• _DATA SUPPLIED_:
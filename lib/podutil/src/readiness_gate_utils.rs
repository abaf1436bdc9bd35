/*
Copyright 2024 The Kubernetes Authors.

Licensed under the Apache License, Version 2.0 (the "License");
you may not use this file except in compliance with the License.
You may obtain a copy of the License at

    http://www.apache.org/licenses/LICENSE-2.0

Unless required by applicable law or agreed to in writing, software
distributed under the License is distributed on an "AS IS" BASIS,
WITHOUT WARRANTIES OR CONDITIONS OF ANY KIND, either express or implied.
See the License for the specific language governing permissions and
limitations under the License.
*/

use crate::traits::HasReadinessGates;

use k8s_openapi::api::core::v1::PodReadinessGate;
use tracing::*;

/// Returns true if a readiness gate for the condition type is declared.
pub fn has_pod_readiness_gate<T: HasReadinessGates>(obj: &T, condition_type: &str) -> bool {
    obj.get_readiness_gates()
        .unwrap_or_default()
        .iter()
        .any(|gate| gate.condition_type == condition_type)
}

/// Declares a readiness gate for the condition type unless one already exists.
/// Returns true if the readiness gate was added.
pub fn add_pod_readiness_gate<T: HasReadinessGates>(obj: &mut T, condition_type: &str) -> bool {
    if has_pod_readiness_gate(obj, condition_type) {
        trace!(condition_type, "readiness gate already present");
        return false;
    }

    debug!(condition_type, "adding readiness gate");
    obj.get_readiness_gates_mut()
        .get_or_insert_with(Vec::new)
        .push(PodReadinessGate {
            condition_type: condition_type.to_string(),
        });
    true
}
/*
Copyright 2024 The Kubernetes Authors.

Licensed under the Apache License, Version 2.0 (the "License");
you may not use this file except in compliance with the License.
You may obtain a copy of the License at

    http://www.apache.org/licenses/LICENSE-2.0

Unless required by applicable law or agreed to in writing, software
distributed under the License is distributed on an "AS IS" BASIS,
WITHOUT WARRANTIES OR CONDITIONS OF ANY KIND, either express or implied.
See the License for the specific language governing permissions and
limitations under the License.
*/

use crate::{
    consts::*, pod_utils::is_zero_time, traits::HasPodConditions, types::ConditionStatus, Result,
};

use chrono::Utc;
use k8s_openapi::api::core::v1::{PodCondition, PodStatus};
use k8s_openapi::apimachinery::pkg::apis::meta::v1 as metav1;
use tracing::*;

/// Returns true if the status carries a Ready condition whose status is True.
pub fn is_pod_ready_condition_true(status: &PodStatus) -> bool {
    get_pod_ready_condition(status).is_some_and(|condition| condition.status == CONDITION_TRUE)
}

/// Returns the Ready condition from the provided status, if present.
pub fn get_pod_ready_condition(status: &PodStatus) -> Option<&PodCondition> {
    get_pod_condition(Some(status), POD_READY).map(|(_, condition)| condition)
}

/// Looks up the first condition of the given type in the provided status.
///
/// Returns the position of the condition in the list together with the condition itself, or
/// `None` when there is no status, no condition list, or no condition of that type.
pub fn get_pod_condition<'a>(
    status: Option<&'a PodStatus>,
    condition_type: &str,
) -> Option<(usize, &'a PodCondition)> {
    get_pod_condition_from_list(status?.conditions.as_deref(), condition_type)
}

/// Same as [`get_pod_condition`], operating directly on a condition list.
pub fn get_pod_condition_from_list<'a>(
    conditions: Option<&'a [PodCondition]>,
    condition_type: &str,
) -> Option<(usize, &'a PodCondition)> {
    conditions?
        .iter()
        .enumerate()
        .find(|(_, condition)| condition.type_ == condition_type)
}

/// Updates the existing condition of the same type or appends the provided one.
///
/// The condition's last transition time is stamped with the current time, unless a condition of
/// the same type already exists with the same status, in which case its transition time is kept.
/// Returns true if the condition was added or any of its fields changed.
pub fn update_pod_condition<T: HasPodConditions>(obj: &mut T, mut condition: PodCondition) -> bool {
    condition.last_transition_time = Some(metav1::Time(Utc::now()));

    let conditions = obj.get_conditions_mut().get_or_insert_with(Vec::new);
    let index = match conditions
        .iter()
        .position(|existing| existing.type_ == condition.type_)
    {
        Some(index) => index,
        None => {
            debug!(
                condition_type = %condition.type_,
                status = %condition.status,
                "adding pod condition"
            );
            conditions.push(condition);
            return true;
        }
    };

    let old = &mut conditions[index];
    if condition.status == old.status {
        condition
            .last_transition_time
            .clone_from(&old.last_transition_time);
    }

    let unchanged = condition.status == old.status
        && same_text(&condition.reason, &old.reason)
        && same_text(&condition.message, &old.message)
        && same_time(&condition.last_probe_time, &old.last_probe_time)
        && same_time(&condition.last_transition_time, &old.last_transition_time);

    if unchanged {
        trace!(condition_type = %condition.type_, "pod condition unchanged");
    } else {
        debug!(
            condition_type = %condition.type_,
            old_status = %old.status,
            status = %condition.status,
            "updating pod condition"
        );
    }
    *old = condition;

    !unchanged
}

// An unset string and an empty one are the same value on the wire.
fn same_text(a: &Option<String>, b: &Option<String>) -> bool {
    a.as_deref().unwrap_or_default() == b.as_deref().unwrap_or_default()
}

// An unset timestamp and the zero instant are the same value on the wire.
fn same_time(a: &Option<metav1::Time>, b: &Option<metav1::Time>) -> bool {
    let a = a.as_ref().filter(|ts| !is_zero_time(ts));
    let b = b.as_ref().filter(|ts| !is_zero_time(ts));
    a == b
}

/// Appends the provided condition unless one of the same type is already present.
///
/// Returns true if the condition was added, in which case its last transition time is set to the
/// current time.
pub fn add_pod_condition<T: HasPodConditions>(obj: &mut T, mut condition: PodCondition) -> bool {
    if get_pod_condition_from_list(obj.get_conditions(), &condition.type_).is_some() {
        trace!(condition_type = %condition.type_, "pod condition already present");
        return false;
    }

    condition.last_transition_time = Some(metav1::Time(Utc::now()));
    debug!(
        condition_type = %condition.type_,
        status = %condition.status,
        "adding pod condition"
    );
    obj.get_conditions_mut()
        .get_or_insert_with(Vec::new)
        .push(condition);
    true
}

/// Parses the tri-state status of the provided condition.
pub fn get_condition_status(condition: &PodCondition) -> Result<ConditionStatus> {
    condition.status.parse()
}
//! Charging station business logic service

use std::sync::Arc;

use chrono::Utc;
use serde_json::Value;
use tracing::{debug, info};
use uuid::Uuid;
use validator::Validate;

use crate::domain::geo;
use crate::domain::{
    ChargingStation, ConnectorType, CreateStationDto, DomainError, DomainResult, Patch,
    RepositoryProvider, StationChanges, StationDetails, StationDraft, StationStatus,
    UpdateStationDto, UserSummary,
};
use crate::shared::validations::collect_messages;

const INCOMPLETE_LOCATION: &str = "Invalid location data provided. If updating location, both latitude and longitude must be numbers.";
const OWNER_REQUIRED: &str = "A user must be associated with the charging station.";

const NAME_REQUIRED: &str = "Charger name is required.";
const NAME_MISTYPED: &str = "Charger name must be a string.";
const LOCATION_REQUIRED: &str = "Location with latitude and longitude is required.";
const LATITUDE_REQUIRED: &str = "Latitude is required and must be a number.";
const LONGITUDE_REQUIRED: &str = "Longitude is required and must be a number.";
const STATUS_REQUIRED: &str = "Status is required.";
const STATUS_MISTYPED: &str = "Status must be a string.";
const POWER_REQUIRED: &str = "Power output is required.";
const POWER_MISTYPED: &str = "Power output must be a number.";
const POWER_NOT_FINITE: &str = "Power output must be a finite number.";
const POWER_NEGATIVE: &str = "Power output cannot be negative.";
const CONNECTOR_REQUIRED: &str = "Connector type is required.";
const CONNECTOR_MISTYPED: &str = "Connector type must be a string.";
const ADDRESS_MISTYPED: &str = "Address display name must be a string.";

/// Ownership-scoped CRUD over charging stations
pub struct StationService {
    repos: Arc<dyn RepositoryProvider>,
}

---

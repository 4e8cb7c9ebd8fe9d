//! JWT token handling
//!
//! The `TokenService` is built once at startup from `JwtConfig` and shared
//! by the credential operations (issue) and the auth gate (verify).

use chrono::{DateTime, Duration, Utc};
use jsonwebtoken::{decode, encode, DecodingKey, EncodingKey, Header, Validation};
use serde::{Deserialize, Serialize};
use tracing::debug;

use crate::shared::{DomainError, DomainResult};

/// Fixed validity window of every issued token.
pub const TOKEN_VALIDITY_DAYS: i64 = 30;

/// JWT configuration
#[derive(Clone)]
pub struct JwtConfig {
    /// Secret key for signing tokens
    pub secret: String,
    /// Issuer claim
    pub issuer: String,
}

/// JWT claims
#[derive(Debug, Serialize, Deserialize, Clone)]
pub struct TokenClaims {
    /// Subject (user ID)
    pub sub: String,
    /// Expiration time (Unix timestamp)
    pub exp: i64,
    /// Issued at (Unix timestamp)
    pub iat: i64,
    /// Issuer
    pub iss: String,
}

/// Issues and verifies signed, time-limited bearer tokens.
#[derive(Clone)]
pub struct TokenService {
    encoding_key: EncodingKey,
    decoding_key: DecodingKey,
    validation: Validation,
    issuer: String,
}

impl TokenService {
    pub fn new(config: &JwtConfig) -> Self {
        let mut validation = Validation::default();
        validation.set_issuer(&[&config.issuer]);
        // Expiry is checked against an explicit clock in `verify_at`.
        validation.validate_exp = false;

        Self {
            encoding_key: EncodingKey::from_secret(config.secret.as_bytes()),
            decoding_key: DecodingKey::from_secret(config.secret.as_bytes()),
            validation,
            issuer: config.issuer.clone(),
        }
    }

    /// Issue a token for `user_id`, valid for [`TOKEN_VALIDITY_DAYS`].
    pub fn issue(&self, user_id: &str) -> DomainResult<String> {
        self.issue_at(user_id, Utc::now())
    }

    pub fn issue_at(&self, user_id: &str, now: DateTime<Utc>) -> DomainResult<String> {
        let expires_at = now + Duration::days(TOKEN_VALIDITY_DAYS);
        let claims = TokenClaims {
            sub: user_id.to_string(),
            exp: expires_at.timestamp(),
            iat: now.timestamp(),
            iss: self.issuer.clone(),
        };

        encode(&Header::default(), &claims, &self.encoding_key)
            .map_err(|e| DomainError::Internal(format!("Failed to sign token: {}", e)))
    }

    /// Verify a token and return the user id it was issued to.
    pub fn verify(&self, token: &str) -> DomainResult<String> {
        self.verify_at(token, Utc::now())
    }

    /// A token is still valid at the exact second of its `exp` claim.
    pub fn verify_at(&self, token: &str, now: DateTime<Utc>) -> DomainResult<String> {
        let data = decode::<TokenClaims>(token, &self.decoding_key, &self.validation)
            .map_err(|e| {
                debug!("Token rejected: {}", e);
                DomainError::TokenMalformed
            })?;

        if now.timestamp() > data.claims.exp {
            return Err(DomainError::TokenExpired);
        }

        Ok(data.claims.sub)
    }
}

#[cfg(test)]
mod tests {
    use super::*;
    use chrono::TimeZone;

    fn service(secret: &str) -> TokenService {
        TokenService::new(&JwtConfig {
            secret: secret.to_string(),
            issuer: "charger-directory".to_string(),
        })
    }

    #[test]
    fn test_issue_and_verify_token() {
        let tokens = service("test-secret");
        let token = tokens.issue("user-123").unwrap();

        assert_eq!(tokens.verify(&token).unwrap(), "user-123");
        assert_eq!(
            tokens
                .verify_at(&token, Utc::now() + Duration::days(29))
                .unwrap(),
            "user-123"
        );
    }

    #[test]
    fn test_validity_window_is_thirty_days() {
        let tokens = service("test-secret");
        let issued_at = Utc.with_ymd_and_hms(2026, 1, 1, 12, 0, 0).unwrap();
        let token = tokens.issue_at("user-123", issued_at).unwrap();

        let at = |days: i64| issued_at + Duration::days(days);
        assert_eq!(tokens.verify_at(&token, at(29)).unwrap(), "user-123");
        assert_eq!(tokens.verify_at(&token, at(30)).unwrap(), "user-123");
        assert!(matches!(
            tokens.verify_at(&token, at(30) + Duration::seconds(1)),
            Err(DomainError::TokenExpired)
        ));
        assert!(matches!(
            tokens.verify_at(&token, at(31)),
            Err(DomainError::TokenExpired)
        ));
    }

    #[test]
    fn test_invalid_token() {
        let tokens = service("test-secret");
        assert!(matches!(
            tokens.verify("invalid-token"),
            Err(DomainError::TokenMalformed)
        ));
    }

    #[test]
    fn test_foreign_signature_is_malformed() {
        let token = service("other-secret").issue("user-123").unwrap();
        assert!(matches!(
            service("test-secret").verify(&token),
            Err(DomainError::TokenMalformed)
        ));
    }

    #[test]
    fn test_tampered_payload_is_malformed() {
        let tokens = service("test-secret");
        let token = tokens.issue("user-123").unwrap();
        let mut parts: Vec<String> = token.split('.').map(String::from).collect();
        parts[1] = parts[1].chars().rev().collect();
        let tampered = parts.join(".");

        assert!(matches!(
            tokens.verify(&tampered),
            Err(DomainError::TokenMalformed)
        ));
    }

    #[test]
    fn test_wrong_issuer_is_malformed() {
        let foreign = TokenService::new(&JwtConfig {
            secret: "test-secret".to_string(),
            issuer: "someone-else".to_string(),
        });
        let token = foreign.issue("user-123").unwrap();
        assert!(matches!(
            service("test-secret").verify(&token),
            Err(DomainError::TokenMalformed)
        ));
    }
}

• _DESCRIPTION OF THE TASK_:
How many lines of the records contain the word "DecodingKey"? Reply with the number and nothing else.

• _EXERCISE ANSWER_:
3